In this particular example, we do two forms of global illumination in
seperate passes. While I think there are some techniques we could apply
that would discretise the scene and could allow us to save IO and memory
overhead per tile, the generic nature of the scenes (we have both indoor
and outdoor) means that we have both lights with infinite range and
render with nothing more discrete than a polygon soup. Also, the layout
of the tiles in most cases is not convenient for discretisation seeing
as the faces are laid out to optimise space.
We use two seperate passes already. The tiles are rendered once and the
results of this are used to compute the second pass. This would
translate very well into hadoop I think as I have seen examples in the
mailing list of multi-pass jobs. While I do not think there is much
scope for optimising the discretisation of the scene, I think I could
make substantial gains in reducing I/O and job distribution overhead by
using hadoop.
My main questions are really to do with the finer points of the C++ vs
Java implementations.

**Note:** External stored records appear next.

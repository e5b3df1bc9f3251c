use std::fmt;

/// Unique identifier for any simulated entity.
#[derive(Clone, Copy, Debug, PartialEq, Eq, PartialOrd, Ord, Hash, Default)]
#[cfg_attr(feature = "serde", derive(serde::Serialize, serde::Deserialize))]
pub struct EntityId(pub u32);

impl fmt::Display for EntityId {
    fn fmt(&self, f: &mut fmt::Formatter<'_>) -> fmt::Result {
        write!(f, "#{}", self.0)
    }
}

/// Discrete grid position expressed in tile coordinates.
#[derive(Clone, Copy, Debug, PartialEq, Eq, PartialOrd, Ord, Hash)]
#[cfg_attr(feature = "serde", derive(serde::Serialize, serde::Deserialize))]
pub struct Position {
    pub x: i32,
    pub y: i32,
}

impl Position {
    pub const ORIGIN: Self = Self { x: 0, y: 0 };

    pub const fn new(x: i32, y: i32) -> Self {
        Self { x, y }
    }

    pub const fn offset(self, dx: i32, dy: i32) -> Self {
        Self::new(self.x + dx, self.y + dy)
    }

    /// The four orthogonal neighbours: north, east, south, west.
    pub fn neighbours(self) -> [Position; 4] {
        [
            self.offset(0, -1),
            self.offset(1, 0),
            self.offset(0, 1),
            self.offset(-1, 0),
        ]
    }

    pub fn distance_squared(self, other: Position) -> i64 {
        let dx = i64::from(self.x - other.x);
        let dy = i64::from(self.y - other.y);
        dx * dx + dy * dy
    }

    /// Number of king moves between two tiles.
    pub fn chebyshev(self, other: Position) -> u32 {
        self.x.abs_diff(other.x).max(self.y.abs_diff(other.y))
    }

    /// Next tile on a straight (8-directional) walk toward `target`.
    pub fn step_toward(self, target: Position) -> Position {
        self.offset((target.x - self.x).signum(), (target.y - self.y).signum())
    }
}

impl Default for Position {
    fn default() -> Self {
        Self::ORIGIN
    }
}

impl fmt::Display for Position {
    fn fmt(&self, f: &mut fmt::Formatter<'_>) -> fmt::Result {
        write!(f, "({}, {})", self.x, self.y)
    }
}
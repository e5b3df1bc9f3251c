//! Per-entity finite-state machines driven by ordered transition predicates.
//!
//! A [`StateGraph`] is built once from stateless [`State`] templates and shared
//! between every entity that uses it. Each entity owns a [`StateMachine`] that
//! tracks its current node and evaluates that node's transitions every tick.
//!
//! - **Ordered predicates**: transitions are checked in registration order and
//!   the first one that holds wins
//! - **Plain data**: predicates are `fn` pointers over the context, so a
//!   transition list is inspectable and costs nothing per entity
//! - **Fail fast**: unknown targets and dead-end states are rejected when the
//!   graph is built, never while ticking
//!
//! # Architecture
//!
//! - [`State`]: Template trait for a node (transitions and enter/exit/update hooks)
//! - [`Transition`]: Target plus condition pair
//! - [`StateGraphBuilder`] / [`StateGraph`]: Validated, shareable node set
//! - [`StateMachine`]: Per-entity cursor over a graph
//! - [`Step`]: Outcome of one tick

pub mod error;
pub mod graph;
pub mod machine;
pub mod state;
pub mod step;

// Re-export core types for ergonomic API
pub use error::{GraphError, MachineError};
pub use graph::{StateGraph, StateGraphBuilder, StateId};
pub use machine::StateMachine;
pub use state::{Condition, State, StateKey, Transition};
pub use step::Step;
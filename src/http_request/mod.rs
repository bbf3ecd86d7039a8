/*
 * Copyright Stormpath, Inc. or its affiliates. All Rights Reserved.
 * SPDX-License-Identifier: Apache-2.0
 */

//! Utilities to sign HTTP requests.

mod canonical_request;
mod canonical_uri;
mod error;
mod sign;
mod url_escape;

pub use canonical_uri::canonicalize_uri;
pub use error::{CanonicalUriError, SigningError};
pub use sign::{sign, SignableRequest, SigningInstructions};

I've not coded Java in years so I'm really
interested in how easy it is to simply wrap the C++ components for the
map and reduce phases. I notice there is a C++ API that has methods for
manipulating files in the DFS, which sounds ideal as the first job I run
(I think this is equivalent to the Mapper, is that right?) generates the
scene description and composes the tile rendering commands.
-Rob
Ted Dunning wrote:
This is interesting.
One of the poster children for Google's map-reduce is rendering for Google
maps. Each object in the world is keyed according to the tile that it
affects in the map and then the reduce renders the tile given all of the
objects that affect it. Very slick. Very fast.
The question with 3d rendering is whether you can limit effects in this way,
especially if you are using things like radiosity where illumination on
objects way across the screen can affect the lighting on other objects.
It may be that multiple map-reduce passes could be used to do this, but I
don't know.
If you are only passing the entire scene to independent tile renderers, then
you really don't have much to do. Just put your scene description into the
cluster with a huge replication and run.
On 10/16/07 8:37 AM, "Robert Jessop" <[EMAIL PROTECTED]> wrote:
Hi there. I did a search of the mailing list archives looking for
something similar to this, but I didn't find anything so apologies if
this has been discussed before.
I'm investigating using Hadoop for distributed rendering. The Mapper
would define the tiles to be rendered and the nodes would render them
using the scene data (which is for the sake of argument, all wrapped up
in one big binary file on the HDFS). The reducer would take the output
tiles and stitch them together to form the final image. I have a system
that does this already but it doesn't have any of the advantages of a
distributed file system, there are lots of IO bottlenecks and
communication overheads. All the code is currently in C++.
Does this sound like a good use for Hadoop?
-Rob